R-CNN模型

论文：Rich feature hierarchies for accurate object detection and semantic segmentation

本篇文章根据目标检测相关文章中提到的文章而写，综合不同的文章以及作者原文来写。

问自己一个问题，什么时目标检测

规定上面四张图片从左到右，依次为图1-4

图1为Classification

图2为单物体的Classification+ localization

图3为 Object detection=Classification+ localization

图4为 Instance Segmentation

目标检测为 Classification+ localization

R-CNN模型的几个步骤

(1)takes an input image,

(2) extracts around 2000 bottom-up regionproposals,

(3) computes features for each proposal using a large convolutional neural network (CNN), and then

(4) classifies each region using class-specific linear SVMs.

按照深度学习目标检测模型全面综述：Faster R-CNN、R-FCN和SSD

可以概述为

借助一个可以生成约 2000 个 region proposal 的「选择性搜索」（Selective Search）算法，R-CNN 可以对输入图像进行扫描，来获取可能出现的目标。

在每个 region proposal 上都运行一个卷积神经网络（CNN）。

将每个 CNN 的输出都输入进：a）一个支持向量机（SVM），以对上述区域进行分类。b）一个线性回归器，以收缩目标周围的边界框，前提是这样的目标存在。

作者在论文中提到模型的优点

Our approach combines two key insights:

(1) one can apply high-capacity convolutional neural networks (CNNs) to bottom-up region proposals in order to localize and segment objects and

(2) when labeled training data is scarce, supervised pre-training for an auxiliary task, followed by domain-specific fine-tuning, yields a significantperformance boost.

Figure 1: Object detection system overview.

Our system

(1)takes an input image,

(2) extracts around 2000 bottom-up regionproposals,

(3) computes features for each proposal using a large convolutional neural network (CNN), and then

(4) classifies each region using class-specific linear SVMs.

具体细节：

At test time, our method generates around 2000 category-independent region proposals for the input image, extracts a fixed-length feature vector from each proposal using a CNN, and then classifies each region with category-specific linear SVMs. We use a simple technique (affine image warping) to compute a fixed-size CNN input from each region proposal, regardless of the region’s shape. （这段话信息量极大）

本文的第二个贡献

The second principle contribution of this paper is to show that supervised pre-training on a large auxiliary dataset (ILSVRC), followed by domainspecific fine-tuning on a small dataset (PASCAL), is an effective paradigm for learning high-capacity CNNs when data is scarce.

R-CNN的三个模块

Our object detection system consists of three modules.
The first generates category-independent region proposals.These proposals define the set of candidate detections available to our detector.

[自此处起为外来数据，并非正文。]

// This Source Code Form is subject to the terms of the Mozilla Public
// License, v. 2.0. If a copy of the MPL was not distributed with this
// file, You can obtain one at https://mozilla.org/MPL/2.0/.

// Copyright 2025 Oxide Computer Company

//! Ethernet frames.

use super::packet::FrameReader;
use super::packet::RawHeader;
use super::packet::ReadErr;
use core::fmt;
use core::fmt::Debug;
use core::fmt::Display;
use zerocopy::FromBytes;
use zerocopy::Immutable;
use zerocopy::IntoBytes;
use zerocopy::KnownLayout;
use zerocopy::Ref;
use zerocopy::Unaligned;

pub const ETHER_TYPE_IPV4: u16 = 0x0800;
pub const ETHER_TYPE_ARP: u16 = 0x0806;
pub const ETHER_TYPE_IPV6: u16 = 0x86DD;

pub const ETHER_ADDR_LEN: usize = 6;
pub const ETHER_HDR_SZ: usize = EtherHdrRaw::SIZE;

#[derive(Clone, Copy, Eq, PartialEq)]
pub enum EtherType {
    Ipv4,
    Arp,
    Ipv6,
    Unknown(u16),
}

impl From<u16> for EtherType {
    fn from(raw: u16) -> Self {
        match raw {
            ETHER_TYPE_IPV4 => Self::Ipv4,
            ETHER_TYPE_ARP => Self::Arp,
            ETHER_TYPE_IPV6 => Self::Ipv6,
            _ => Self::Unknown(raw),
        }
    }
}

impl From<EtherType> for u16 {
    fn from(et: EtherType) -> Self {
        use EtherType::*;

        match et {
            Ipv4 => ETHER_TYPE_IPV4,
            Arp => ETHER_TYPE_ARP,
            Ipv6 => ETHER_TYPE_IPV6,
            Unknown(val) => val,
        }
    }
}

impl Display for EtherType {
    fn fmt(&self, f: &mut fmt::Formatter) -> fmt::Result {
        write!(f, "{:04X}", u16::from(*self))
    }
}

/// We are never really interested in the internal representation of
/// [`EtherType`].
impl Debug for EtherType {
    fn fmt(&self, f: &mut fmt::Formatter) -> fmt::Result {
        write!(f, "{self}")
    }
}

/// A view onto the link-layer header of a frame.
#[derive(Debug)]
pub struct EtherHdr<'a> {
    bytes: Ref<&'a [u8], EtherHdrRaw>,
}

impl<'a> EtherHdr<'a> {
    pub const SIZE: usize = EtherHdrRaw::SIZE;

    pub fn parse(rdr: &mut FrameReader<'a>) -> Result<Self, ReadErr> {
        Ok(Self { bytes: EtherHdrRaw::raw_zc(rdr)? })
    }

    /// Return the declared type of the payload.
    #[inline]
    pub fn ether_type(&self) -> EtherType {
        EtherType::from(u16::from_be_bytes(self.bytes.ether_type))
    }

    #[inline]
    pub fn dst(&self) -> [u8; ETHER_ADDR_LEN] {
        self.bytes.dst
    }

    #[inline]
    pub fn src(&self) -> [u8; ETHER_ADDR_LEN] {
        self.bytes.src
    }
}

/// Note: For now we keep this unaligned to be safe.
#[repr(C)]
#[derive(
    Clone, Debug, FromBytes, Immutable, IntoBytes, KnownLayout, Unaligned,
)]
pub struct EtherHdrRaw {
    pub dst: [u8; 6],
    pub src: [u8; 6],
    pub ether_type: [u8; 2],
}

impl<'a> RawHeader<'a> for EtherHdrRaw {
    #[inline]
    fn raw_zc<'b>(
        rdr: &'b mut FrameReader<'a>,
    ) -> Result<Ref<&'a [u8], Self>, ReadErr> {
        let src = rdr.slice(Self::SIZE)?;
        Ref::from_bytes(src).map_err(|_| ReadErr::BadLayout)
    }
}
// This Source Code Form is subject to the terms of the Mozilla Public
// License, v. 2.0. If a copy of the MPL was not distributed with this
// file, You can obtain one at https://mozilla.org/MPL/2.0/.

// Copyright 2025 Oxide Computer Company

//! Flow tuples and backend targets.
//!
//! These are the key/value layouts shared between the engine and the
//! control plane through the table store. Their `repr(C)` form is the
//! table encoding; nothing else is ever written to a table.

use super::ip::Ipv4Addr;
use core::fmt;
use core::fmt::Display;
use serde::Deserialize;
use serde::Serialize;
use zerocopy::FromBytes;
use zerocopy::Immutable;
use zerocopy::IntoBytes;
use zerocopy::KnownLayout;

/// Maximum number of tracked flows, per direction.
pub const FLOW_TABLE_MAX_ENTRIES: u32 = 256;

/// Maximum number of configured backends.
pub const BACKEND_TABLE_MAX_ENTRIES: u32 = 256;

/// The registry slot consulted when none is configured. Slot 0 is
/// left unused so an all-zeroes key can never name a backend.
pub const DEFAULT_BACKEND_SLOT: u32 = 1;

pub const DNAT_TABLE_NAME: &str = "natlb_dnat";
pub const SNAT_TABLE_NAME: &str = "natlb_snat";
pub const BACKEND_TABLE_NAME: &str = "natlb_backends";

/// Paths under which the tables are published in the shared
/// namespace, so a control-plane process can reach tables the engine
/// created (and vice versa).
pub const DNAT_TABLE_PATH: &str = "/natlb/globals/dnat";
pub const SNAT_TABLE_PATH: &str = "/natlb/globals/snat";
pub const BACKEND_TABLE_PATH: &str = "/natlb/globals/backends";

/// One side of a connection: an address and a TCP port.
///
/// Immutable value type; two endpoints are equal iff both fields
/// match exactly. The port is held in host order.
#[derive(
    Clone,
    Copy,
    Debug,
    Default,
    Deserialize,
    Eq,
    FromBytes,
    Hash,
    Immutable,
    IntoBytes,
    KnownLayout,
    Ord,
    PartialEq,
    PartialOrd,
    Serialize,
)]
#[repr(C)]
pub struct Endpoint {
    pub addr: Ipv4Addr,
    pub port: u16,
}

impl Endpoint {
    pub const fn new(addr: Ipv4Addr, port: u16) -> Self {
        Self { addr, port }
    }
}

impl Display for Endpoint {
    fn fmt(&self, f: &mut fmt::Formatter) -> fmt::Result {
        write!(f, "{}:{}", self.addr, self.port)
    }
}

/// A directional flow tuple.
///
/// A tuple and its [`mirror`] are distinct keys; the flow tables
/// never reverse a key implicitly.
///
/// [`mirror`]: FlowKey::mirror
#[derive(
    Clone,
    Copy,
    Debug,
    Default,
    Deserialize,
    Eq,
    FromBytes,
    Hash,
    Immutable,
    IntoBytes,
    KnownLayout,
    Ord,
    PartialEq,
    PartialOrd,
    Serialize,
)]
#[repr(C)]
pub struct FlowKey {
    pub src: Endpoint,
    pub dst: Endpoint,
}

impl FlowKey {
    pub const fn new(src: Endpoint, dst: Endpoint) -> Self {
        Self { src, dst }
    }

    /// Swap source and destination.
    pub fn mirror(self) -> Self {
        Self { src: self.dst, dst: self.src }
    }
}

impl Display for FlowKey {
    fn fmt(&self, f: &mut fmt::Formatter) -> fmt::Result {
        write!(f, "{} -> {}", self.src, self.dst)
    }
}

/// A configured upstream target.
///
/// Backends are written by the control plane only; the engine reads
/// them when it creates a flow.
#[derive(
    Clone,
    Copy,
    Debug,
    Default,
    Deserialize,
    Eq,
    FromBytes,
    Hash,
    Immutable,
    IntoBytes,
    KnownLayout,
    Ord,
    PartialEq,
    PartialOrd,
    Serialize,
)]
#[repr(C)]
pub struct Backend {
    pub addr: Ipv4Addr,
    pub port: u16,
}

impl Backend {
    pub const fn new(addr: Ipv4Addr, port: u16) -> Self {
        Self { addr, port }
    }
}

impl Display for Backend {
    fn fmt(&self, f: &mut fmt::Formatter) -> fmt::Result {
        write!(f, "{}:{}", self.addr, self.port)
    }
}
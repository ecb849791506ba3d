/// A single operation of an edit script.
///
/// Nodes are identified by their postorder position, see [Postorder][crate::Postorder]. The
/// left-hand side tree is the one being edited, the right-hand side tree is the target.
#[derive(Debug, Copy, Clone, Eq, PartialEq, Ord, PartialOrd, Hash)]
pub enum Edit {
    /// Remove the node of the left-hand side, its children take its place in its parent.
    Delete(usize),

    /// Map the node of the left-hand side onto the node of the right-hand side.
    ///
    /// Emitted for every node that survives the edit, even if its label is unchanged.
    Relabel(usize, usize),

    /// Insert the node of the right-hand side.
    ///
    /// Its parent is its nearest ancestor in the right-hand side that is already present. Among
    /// that parent's children, it takes the place of the consecutive run of those that descend
    /// from it in the right-hand side, adopting them. If there are none, it is placed before the
    /// first child whose position in the right-hand side is at least the position of its own
    /// leftmost leaf, or last if there is no such child.
    Insert(usize),
}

The second module is a large convolutional neural network that extracts a fixed-length featurevector from each region.

The third module is a set of class specific linear SVMs.

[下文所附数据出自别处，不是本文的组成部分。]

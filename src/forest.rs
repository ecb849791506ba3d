use crate::{debug, trace, CostModel, Edit, Error, Postorder, Tree};
use arrayvec::ArrayVec;
use pathfinding::{matrix::Matrix, num_traits::Zero};

/// The operation that leads into a cell of a forest distance table.
#[derive(Debug, Copy, Clone, Eq, PartialEq)]
pub(crate) enum Step {
    Delete,
    Insert,
    Relabel,
    Subtree,
}

/// Picks the cheapest candidate, the earliest wins ties.
#[inline]
pub(crate) fn cheapest<W>(candidates: ArrayVec<(Step, W), 3>) -> Option<(Step, W)>
where
    W: Copy + PartialOrd,
{
    candidates
        .into_iter()
        .reduce(|best, next| if next.1 < best.1 { next } else { best })
}

#[inline]
pub(crate) fn total<W: Zero + Copy>(costs: &[W]) -> W {
    costs.iter().fold(W::zero(), |sum, &c| sum + c)
}

#[inline]
fn checked<W: Zero + PartialOrd>(cost: W, edit: Edit) -> Result<W, Error> {
    if cost >= W::zero() {
        Ok(cost)
    } else {
        Err(Error::InvalidCost(edit))
    }
}

/// The Zhang-Shasha tree edit distance algorithm between two [Postorder] trees.
///
/// For every pair of keyroots, the distance between every pair of prefixes of their subtrees is
/// computed by dynamic programming, reusing the distances between whole subtrees computed for
/// earlier pairs of keyroots. This takes `O(n₁·n₂)` space and
/// `O(n₁·n₂·min(depth₁, leaves₁)·min(depth₂, leaves₂))` time.
///
/// # Example
///
/// ```rust
/// use zhang_shasha::{Postorder, Unit, ZhangShasha};
/// # use zhang_shasha::{Node, Tree};
/// #
/// # struct T(char, Vec<T>);
/// #
/// # impl<'n> Node<'n> for T {
/// #     type Label = char;
/// #     fn label(&'n self) -> char {
/// #         self.0
/// #     }
/// # }
/// #
/// # impl<'t> Tree<'t> for T {
/// #     type Children = &'t [T];
/// #     fn children(&'t self) -> Self::Children {
/// #         &self.1
/// #     }
/// # }
///
/// let a = T('a', vec![T('b', vec![]), T('c', vec![])]);
/// let a = Postorder::new(&a)?;
/// let b = T('a', vec![T('c', vec![])]);
/// let b = Postorder::new(&b)?;
///
/// let mut polls = 0;
/// let distance = ZhangShasha::new(&a, &b, &Unit)?.distance_or_cancel(|| {
///     polls += 1;
///     false
/// })?;
///
/// assert_eq!(distance, 1);
/// assert_eq!(polls, a.keyroots().len() * b.keyroots().len());
/// # Ok::<(), zhang_shasha::Error>(())
/// ```
pub struct ZhangShasha<'a, 't, T: Tree<'t>, C: CostModel<T::Label>> {
    pub(crate) a: &'a Postorder<'t, T>,
    pub(crate) b: &'a Postorder<'t, T>,
    model: &'a C,
    pub(crate) deletions: Box<[C::Weight]>,
    pub(crate) insertions: Box<[C::Weight]>,
    pub(crate) distances: Matrix<C::Weight>,
}

impl<'a, 't, T: Tree<'t>, C: CostModel<T::Label>> ZhangShasha<'a, 't, T, C> {
    /// Prepares to compute the edit distance from `a` to `b` under `model`.
    ///
    /// The cost of deleting every node of `a` and inserting every node of `b` is validated here.
    pub fn new(
        a: &'a Postorder<'t, T>,
        b: &'a Postorder<'t, T>,
        model: &'a C,
    ) -> Result<Self, Error> {
        let deletions = a
            .labels()
            .iter()
            .enumerate()
            .map(|(i, l)| checked(model.delete(l), Edit::Delete(i)))
            .collect::<Result<_, _>>()?;

        let insertions = b
            .labels()
            .iter()
            .enumerate()
            .map(|(j, l)| checked(model.insert(l), Edit::Insert(j)))
            .collect::<Result<_, _>>()?;

        // A matrix with rows must also have columns.
        let (rows, columns) = if a.is_empty() || b.is_empty() {
            (0, 0)
        } else {
            (a.len(), b.len())
        };

        Ok(ZhangShasha {
            a,
            b,
            model,
            deletions,
            insertions,
            distances: Matrix::new(rows, columns, C::Weight::zero()),
        })
    }

    /// Computes the edit distance.
    pub fn distance(self) -> Result<C::Weight, Error> {
        self.distance_or_cancel(|| false)
    }

    /// Computes the edit distance, unless `cancelled` returns `true`.
    ///
    /// `cancelled` is polled before each pair of keyroots is processed, in which case
    /// [Error::Cancelled] is returned.
    pub fn distance_or_cancel(
        mut self,
        cancelled: impl FnMut() -> bool,
    ) -> Result<C::Weight, Error> {
        match (self.a.root(), self.b.root()) {
            (Some(i), Some(j)) => {
                self.fill(false, cancelled)?;
                Ok(self.distances[(i, j)])
            }

            _ => Ok(total(&self.deletions) + total(&self.insertions)),
        }
    }

    /// Fills the tree distance table, returning the forest distance table of every pair of
    /// keyroots if `retain` is set.
    pub(crate) fn fill(
        &mut self,
        retain: bool,
        mut cancelled: impl FnMut() -> bool,
    ) -> Result<Vec<Matrix<C::Weight>>, Error> {
        let (a, b) = (self.a, self.b);

        debug!(
            a = a.len(),
            b = b.len(),
            pairs = a.keyroots().len() * b.keyroots().len(),
            "computing tree edit distance"
        );

        let mut forests = Vec::new();
        for &k1 in a.keyroots() {
            for &k2 in b.keyroots() {
                if cancelled() {
                    debug!(k1, k2, "cancelled");
                    return Err(Error::Cancelled);
                }

                let fd = self.forest(k1, k2)?;
                if retain {
                    forests.push(fd);
                }
            }
        }

        Ok(forests)
    }

    /// Computes the distance between every pair of prefixes of the subtrees rooted at `k1` and
    /// `k2`, recording the distance between those prefixes that are whole subtrees.
    fn forest(&mut self, k1: usize, k2: usize) -> Result<Matrix<C::Weight>, Error> {
        let (a, b) = (self.a, self.b);
        let (l1, l2) = (a.leftmost(k1), b.leftmost(k2));
        let mut fd = Matrix::new(k1 - l1 + 2, k2 - l2 + 2, C::Weight::zero());

        trace!(k1, k2, rows = fd.rows, columns = fd.columns, "forest distance");

        for r in 0..fd.rows {
            for c in 0..fd.columns {
                let Some((_, cost)) = cheapest(self.candidates(&fd, l1, l2, r, c)?) else {
                    continue;
                };

                fd[(r, c)] = cost;

                if r > 0 && c > 0 && a.leftmost(l1 + r - 1) == l1 && b.leftmost(l2 + c - 1) == l2 {
                    self.distances[(l1 + r - 1, l2 + c - 1)] = cost;
                }
            }
        }

        Ok(fd)
    }

    /// The ways to reach cell `(r, c)` of the forest distance table `fd`, whose first row and
    /// column stand for the empty forest and whose other rows and columns start at `l1` and `l2`.
    ///
    /// Candidates are listed in order of preference.
    pub(crate) fn candidates(
        &self,
        fd: &Matrix<C::Weight>,
        l1: usize,
        l2: usize,
        r: usize,
        c: usize,
    ) -> Result<ArrayVec<(Step, C::Weight), 3>, Error> {
        let mut candidates = ArrayVec::new();

        if r > 0 {
            let cost = self.deletions[l1 + r - 1];
            candidates.push((Step::Delete, fd[(r - 1, c)] + cost));
        }

        if c > 0 {
            let cost = self.insertions[l2 + c - 1];
            candidates.push((Step::Insert, fd[(r, c - 1)] + cost));
        }

        if r > 0 && c > 0 {
            let (i, j) = (l1 + r - 1, l2 + c - 1);
            let (li, lj) = (self.a.leftmost(i), self.b.leftmost(j));

            if li == l1 && lj == l2 {
                let cost = self.relabel(i, j)?;
                candidates.push((Step::Relabel, fd[(r - 1, c - 1)] + cost));
            } else {
                let cost = self.distances[(i, j)];
                candidates.push((Step::Subtree, fd[(li - l1, lj - l2)] + cost));
            }
        }

        Ok(candidates)
    }

    #[inline]
    fn relabel(&self, i: usize, j: usize) -> Result<C::Weight, Error> {
        let cost = self.model.relabel(self.a.label(i), self.b.label(j));
        checked(cost, Edit::Relabel(i, j))
    }
}

#[cfg(test)]
mod tests {
    use super::*;
    use crate::{tree, MockTree, Unit, Weighted};
    use assert_matches::assert_matches;
    use proptest::sample::select;
    use test_strategy::proptest;

    #[test]
    fn ties_prefer_the_earliest_candidate() {
        let mut candidates = ArrayVec::new();
        candidates.push((Step::Relabel, 1));
        candidates.push((Step::Insert, 1));
        candidates.push((Step::Delete, 1));
        assert_eq!(cheapest(candidates), Some((Step::Relabel, 1)));

        let mut candidates = ArrayVec::new();
        candidates.push((Step::Delete, 2));
        candidates.push((Step::Insert, 1));
        candidates.push((Step::Subtree, 1));
        assert_eq!(cheapest(candidates), Some((Step::Insert, 1)));

        assert_eq!(cheapest::<u8>(ArrayVec::new()), None);
    }

    #[test]
    fn the_empty_forest_has_no_candidates() {
        let t = tree!('a');
        let p = Postorder::new(&t).unwrap();
        let zs = ZhangShasha::new(&p, &p, &Unit).unwrap();
        let fd = Matrix::new(2, 2, 0);
        assert!(zs.candidates(&fd, 0, 0, 0, 0).unwrap().is_empty());
    }

    #[test]
    fn subtree_distances_are_recorded() {
        // a(b, c) and a(c)
        let x = tree!('a', [tree!('b'), tree!('c')]);
        let y = tree!('a', [tree!('c')]);
        let (p, q) = (Postorder::new(&x).unwrap(), Postorder::new(&y).unwrap());

        let mut zs = ZhangShasha::new(&p, &q, &Unit).unwrap();
        zs.fill(false, || false).unwrap();

        assert_eq!(zs.distances[(0, 0)], 1); // b -> c
        assert_eq!(zs.distances[(1, 0)], 0); // c -> c
        assert_eq!(zs.distances[(2, 0)], 2); // a(b, c) -> c
        assert_eq!(zs.distances[(2, 1)], 1); // a(b, c) -> a(c)
    }

    #[test]
    fn forests_are_retained_per_pair_of_keyroots() {
        let x = tree!('a', [tree!('b'), tree!('c')]);
        let y = tree!('a', [tree!('b', [tree!('d')]), tree!('c')]);
        let (p, q) = (Postorder::new(&x).unwrap(), Postorder::new(&y).unwrap());

        let mut zs = ZhangShasha::new(&p, &q, &Unit).unwrap();
        let forests = zs.fill(true, || false).unwrap();
        assert_eq!(forests.len(), p.keyroots().len() * q.keyroots().len());

        let last = forests.last().unwrap();
        assert_eq!((last.rows, last.columns), (p.len() + 1, q.len() + 1));
        assert_eq!(last[(p.len(), q.len())], 1);
    }

    #[proptest]
    fn cancellation_is_polled_once_per_pair_of_keyroots(a: MockTree<u8>, b: MockTree<u8>) {
        let (p, q) = (Postorder::new(&a).unwrap(), Postorder::new(&b).unwrap());

        let mut polls = 0;
        ZhangShasha::new(&p, &q, &Unit)
            .unwrap()
            .distance_or_cancel(|| {
                polls += 1;
                false
            })
            .unwrap();

        assert_eq!(polls, p.keyroots().len() * q.keyroots().len());
    }

    #[proptest]
    fn cancellation_aborts_the_computation(
        a: MockTree<u8>,
        b: MockTree<u8>,
        #[strategy(0..#a.count() * #b.count())] after: usize,
    ) {
        let (p, q) = (Postorder::new(&a).unwrap(), Postorder::new(&b).unwrap());
        let pairs = p.keyroots().len() * q.keyroots().len();

        let mut polls = 0;
        let result = ZhangShasha::new(&p, &q, &Unit).unwrap().distance_or_cancel(|| {
            polls += 1;
            polls > after
        });

        if after < pairs {
            assert_matches!(result, Err(Error::Cancelled));
            assert_eq!(polls, after + 1);
        } else {
            assert_matches!(result, Ok(_));
        }
    }

    #[proptest]
    fn negative_deletions_are_rejected(a: MockTree<u8>, b: MockTree<u8>) {
        let (p, q) = (Postorder::new(&a).unwrap(), Postorder::new(&b).unwrap());
        let model = Weighted::new(1i64, -1, 1);
        assert_matches!(
            ZhangShasha::new(&p, &q, &model).err(),
            Some(Error::InvalidCost(Edit::Delete(0)))
        );
    }

    #[proptest]
    fn negative_insertions_are_rejected(a: MockTree<u8>, b: MockTree<u8>) {
        let (p, q) = (Postorder::new(&a).unwrap(), Postorder::new(&b).unwrap());
        let model = Weighted::new(-1i64, 1, 1);
        assert_matches!(
            ZhangShasha::new(&p, &q, &model).err(),
            Some(Error::InvalidCost(Edit::Insert(0)))
        );
    }

    #[proptest]
    fn undefined_relabelings_are_rejected(#[strategy(select(vec![-1.0, f64::NAN]))] cost: f64) {
        let (x, y) = (tree!('x'), tree!('y'));
        let (p, q) = (Postorder::new(&x).unwrap(), Postorder::new(&y).unwrap());
        let model = Weighted::new(1.0, 1.0, cost);

        assert_matches!(
            ZhangShasha::new(&p, &q, &model).unwrap().distance(),
            Err(Error::InvalidCost(Edit::Relabel(0, 0)))
        );
    }

    #[test]
    fn either_tree_may_be_empty() {
        let t = tree!('a', [tree!('b'), tree!('c')]);
        let p = Postorder::new(&t).unwrap();
        let e = Postorder::<MockTree<char>>::empty();

        assert_eq!(ZhangShasha::new(&p, &e, &Unit).unwrap().distance(), Ok(3));
        assert_eq!(ZhangShasha::new(&e, &p, &Unit).unwrap().distance(), Ok(3));
        assert_eq!(ZhangShasha::new(&e, &e, &Unit).unwrap().distance(), Ok(0));

        let model = Weighted::new(2, 5, 1);
        assert_eq!(ZhangShasha::new(&p, &e, &model).unwrap().distance(), Ok(15));
        assert_eq!(ZhangShasha::new(&e, &p, &model).unwrap().distance(), Ok(6));
    }

    #[test]
    fn floating_point_costs_are_supported() {
        let (x, y) = (tree!('x'), tree!('x', [tree!('y')]));
        let (p, q) = (Postorder::new(&x).unwrap(), Postorder::new(&y).unwrap());
        let model = Weighted::new(0.25, 4.0, 0.5);

        assert_eq!(ZhangShasha::new(&p, &q, &model).unwrap().distance(), Ok(0.25));
    }
}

Test-time detection（信息量极大）

At test time, we run selective search on the test image to extract around 2000 region proposals (we use selective
search’s “fast mode” in all experiments).

We warp each proposal and forward propagate it through the CNN in order to compute features.

Then, for each class, we score each extracted feature vector using the SVM trained for that class.

Given all scored regions in an image, we apply a greedy non-maximum suppression (for each class independently) that rejects a region if it has an intersection-overunion (IoU) overlap with a higher scoring selected region larger than a learned threshold.

Bounding-box regression

We use a simple bounding-box regression stage to improve localization performance. After scoring each selective search proposal with a class-specific detection SVM, we predict a new bounding box for the detection using a class-specific bounding-box regressor.

This is similar in spirit to the bounding-box regression used in deformable part models [17]. The primary difference between the two
approaches is that here we regress from features computed by the CNN, rather than from geometric features computed on the inferred DPM part locations.